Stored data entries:
impl Verifier {
    /// Verifier judging validity windows at `now`, seconds since the epoch
    pub fn new(now: u32) -> Self {
        Self { now, clock_skew: 0 }
    }

    /// Tolerate clocks that are off by up to `seconds`
    pub fn with_clock_skew(mut self, seconds: u32) -> Self {
        self.clock_skew = seconds;
        self
    }

    pub fn verify(&self, zone: &Zone, trusted_keys: &[Dnskey]) -> VerificationReport {
        let mut report = VerificationReport::default();

        self.check_signatures(zone, trusted_keys, &mut report);
        self.check_dnskey(zone, trusted_keys, &mut report);
        self.check_denial(zone, &mut report);
        self.check_zonemd(zone, &mut report);

        info!(
            "Verified {}: {} RRsets, {} signatures, {} findings",
            zone.origin(),
            report.rrsets_checked,
            report.signatures_checked,
            report.findings.len()
        );
        report
    }

    fn candidates<'k>(trusted: &'k [Dnskey], rrsig: &Rrsig) -> Vec<&'k Dnskey> {
        trusted
            .iter()
            .filter(|key| key.algorithm == rrsig.algorithm && key.key_tag() == rrsig.key_tag)
            .collect()
    }

    /// Whether some candidate key validates the signature. Returns the last
    /// error when none does.
    fn validate(trusted: &[Dnskey], rrsig: &Rrsig, rrset: &RRset) -> Option<Result<()>> {
        let mut last = None;
        for key in Self::candidates(trusted, rrsig) {
            match verify_rrsig(key, rrsig, rrset) {
                Ok(()) => return Some(Ok(())),
                Err(e) => last = Some(Err(e)),
            }
        }
        last
    }

    fn check_window(&self, owner: &Name, rrsig: &Rrsig, report: &mut VerificationReport) {
        let now = u64::from(self.now);
        let skew = u64::from(self.clock_skew);
        if now + skew < u64::from(rrsig.inception) {
            report.add(
                owner,
                rrsig.type_covered,
                FindingKind::NotYetValid {
                    key_tag: rrsig.key_tag,
                    inception: rrsig.inception,
                },
            );
        }
        if now > u64::from(rrsig.expiration) + skew {
            report.add(
                owner,
                rrsig.type_covered,
                FindingKind::Expired {
                    key_tag: rrsig.key_tag,
                    expiration: rrsig.expiration,
                },
            );
        }
    }

    fn signatures_at<'z>(zone: &'z Zone, owner: &Name) -> Vec<&'z Rrsig> {
        zone.get(owner, RecordType::RRSIG)
            .map(|set| set.rdata().filter_map(RData::as_rrsig).collect())
            .unwrap_or_default()
    }

    fn check_signatures(&self, zone: &Zone, trusted: &[Dnskey], report: &mut VerificationReport) {
        // Every RRSIG in the zone, against the RRset it claims to cover
        for sigs in zone.canonical_order().filter(|s| s.rtype == RecordType::RRSIG) {
            for rrsig in sigs.rdata().filter_map(RData::as_rrsig) {
                report.signatures_checked += 1;
                let Some(covered) = zone.get(&sigs.name, rrsig.type_covered) else {
                    report.add(
                        &sigs.name,
                        rrsig.type_covered,
                        FindingKind::OrphanSignature {
                            key_tag: rrsig.key_tag,
                        },
                    );
                    continue;
                };

                if rrsig.signer_name != *zone.origin() {
                    report.add(
                        &sigs.name,
                        rrsig.type_covered,
                        FindingKind::InvalidSignature {
                            key_tag: rrsig.key_tag,
                            reason: format!("signer {} is not the zone apex", rrsig.signer_name),
                        },
                    );
                    continue;
                }

                match Self::validate(trusted, rrsig, covered) {
                    None => report.add(
                        &sigs.name,
                        rrsig.type_covered,
                        FindingKind::UnknownKey {
                            key_tag: rrsig.key_tag,
                            algorithm: rrsig.algorithm,
                        },
                    ),
                    Some(Err(e)) => report.add(
                        &sigs.name,
                        rrsig.type_covered,
                        FindingKind::InvalidSignature {
                            key_tag: rrsig.key_tag,
                            reason: e.to_string(),
                        },
                    ),
                    Some(Ok(())) => {}
                }
                self.check_window(&sigs.name, rrsig, report);
            }
        }

        // Every authoritative RRset needs a signature by a trusted key
        for rrset in zone.authoritative_rrsets() {
            if matches!(rrset.rtype, RecordType::RRSIG | RecordType::DNSKEY) {
                continue;
            }
            report.rrsets_checked += 1;
            let signed = Self::signatures_at(zone, &rrset.name)
                .into_iter()
                .filter(|sig| sig.type_covered == rrset.rtype)
                .any(|sig| !Self::candidates(trusted, sig).is_empty());
            if !signed {
                report.add(&rrset.name, rrset.rtype, FindingKind::MissingSignature);
            }
        }
    }

    fn check_dnskey(&self, zone: &Zone, trusted: &[Dnskey], report: &mut VerificationReport) {
        let apex = zone.origin();
        let sep_keys: Vec<Dnskey> = trusted.iter().filter(|k| k.is_sep()).cloned().collect();

        let signed = zone.get(apex, RecordType::DNSKEY).is_some_and(|dnskeys| {
            report.rrsets_checked += 1;
            Self::signatures_at(zone, apex)
                .into_iter()
                .filter(|sig| sig.type_covered == RecordType::DNSKEY)
                .any(|sig| matches!(Self::validate(&sep_keys, sig, dnskeys), Some(Ok(()))))
        });
        if !signed {
            report.add(apex, RecordType::DNSKEY, FindingKind::DnskeyNotSignedBySep);
        }
    }

    fn check_denial(&self, zone: &Zone, report: &mut VerificationReport) {
        let apex = zone.origin().clone();
        let first_nsec3 = zone
            .canonical_order()
            .filter(|set| set.rtype == RecordType::NSEC3)
            .find_map(|set| set.first().and_then(RData::as_nsec3).cloned());
        let has_nsec = zone.canonical_order().any(|set| set.rtype == RecordType::NSEC);

        if let Some(sample) = first_nsec3 {
            let params = Nsec3Params {
                hash_algorithm: sample.hash_algorithm,
                iterations: sample.iterations,
                salt: sample.salt.clone(),
                opt_out: sample.opt_out(),
            };
            debug!(
                "Checking NSEC3 chain: {} iterations, salt {:?}, opt-out {}",
                params.iterations,
                hex::encode(&params.salt),
                params.opt_out
            );

            match zone
                .get(&apex, RecordType::NSEC3PARAM)
                .and_then(RRset::first)
                .and_then(RData::as_nsec3param)
            {
                Some(param) if *param != params.to_nsec3param() => report.add(
                    &apex,
                    RecordType::NSEC3PARAM,
                    FindingKind::DenialMismatch(
                        "NSEC3PARAM disagrees with the NSEC3 records".to_string(),
                    ),
                ),
                Some(_) => {}
                None => report.add(&apex, RecordType::NSEC3PARAM, FindingKind::MissingDenial),
            }

            match nsec3_chain(zone, &params) {
                Ok(expected) => Self::compare_chain(
                    zone,
                    RecordType::NSEC3,
                    expected.into_iter().map(|(o, r)| (o, RData::Nsec3(r))),
                    report,
                ),
                Err(e) => report.add(
                    &apex,
                    RecordType::NSEC3,
                    FindingKind::DenialMismatch(e.to_string()),
                ),
            }

            // A zone uses one scheme; NSEC records next to NSEC3 are stray
            for set in zone.canonical_order().filter(|s| s.rtype == RecordType::NSEC) {
                report.add(&set.name, RecordType::NSEC, FindingKind::UnexpectedDenial);
            }
        } else if has_nsec {
            match nsec_chain(zone) {
                Ok(expected) => Self::compare_chain(
                    zone,
                    RecordType::NSEC,
                    expected.into_iter().map(|(o, r)| (o, RData::Nsec(r))),
                    report,
                ),
                Err(e) => report.add(
                    &apex,
                    RecordType::NSEC,
                    FindingKind::DenialMismatch(e.to_string()),
                ),
            }
        } else {
            report.add(&apex, RecordType::NSEC, FindingKind::NoDenialChain);
        }
    }

    fn compare_chain<I>(zone: &Zone, rtype: RecordType, expected: I, report: &mut VerificationReport)
    where
        I: Iterator<Item = (Name, RData)>,
    {
        let mut actual: BTreeMap<&Name, &RRset> = zone
            .canonical_order()
            .filter(|set| set.rtype == rtype)
            .map(|set| (&set.name, set))
            .collect();

        for (owner, want) in expected {
            let Some(set) = actual.remove(&owner) else {
                report.add(&owner, rtype, FindingKind::MissingDenial);
                continue;
            };
            if set.len() != 1 {
                report.add(
                    &owner,
                    rtype,
                    FindingKind::DenialMismatch(format!("{} records at one owner", set.len())),
                );
                continue;
            }
            if let Some(have) = set.first() {
                if *have != want {
                    report.add(
                        &owner,
                        rtype,
                        FindingKind::DenialMismatch(format!("have {}, expected {}", have, want)),
                    );
                }
            }
        }

        for (owner, _) in actual {
            report.add(owner, rtype, FindingKind::UnexpectedDenial);
        }
    }

    fn check_zonemd(&self, zone: &Zone, report: &mut VerificationReport) {
        let apex = zone.origin();
        let Some(set) = zone.get(apex, RecordType::ZONEMD) else {
            return;
        };

        let mut supported = false;
        let mut matched = false;
        for record in set.rdata().filter_map(RData::as_zonemd) {
            let Some(hash) = ZonemdHash::from_u8(record.hash_algorithm) else {
                continue;
            };
            if record.scheme != super::constants::ZONEMD_SCHEME_SIMPLE {
                continue;
            }
            supported = true;
            match ZoneDigest::compute(zone, hash) {
                Ok(digest) if digest.matches(record) => matched = true,
                Ok(_) => {}
                Err(e) => debug!("ZONEMD computation failed: {}", e),
            }
        }

        if !supported {
            let (scheme, hash_algorithm) = set
                .rdata()
                .filter_map(RData::as_zonemd)
                .map(|r| (r.scheme, r.hash_algorithm))
                .next()
                .unwrap_or((0, 0));
            report.add(
                apex,
                RecordType::ZONEMD,
                FindingKind::ZonemdUnsupported {
                    scheme,
                    hash_algorithm,
                },
            );
        } else if !matched {
            report.add(apex, RecordType::ZONEMD, FindingKind::ZonemdMismatch);
        }
    }
}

> _ASSIGNMENT_
Work out how many lines in the records above contain the word "format". State only that number.

> _RESULT FOR THIS EXERCISE_
3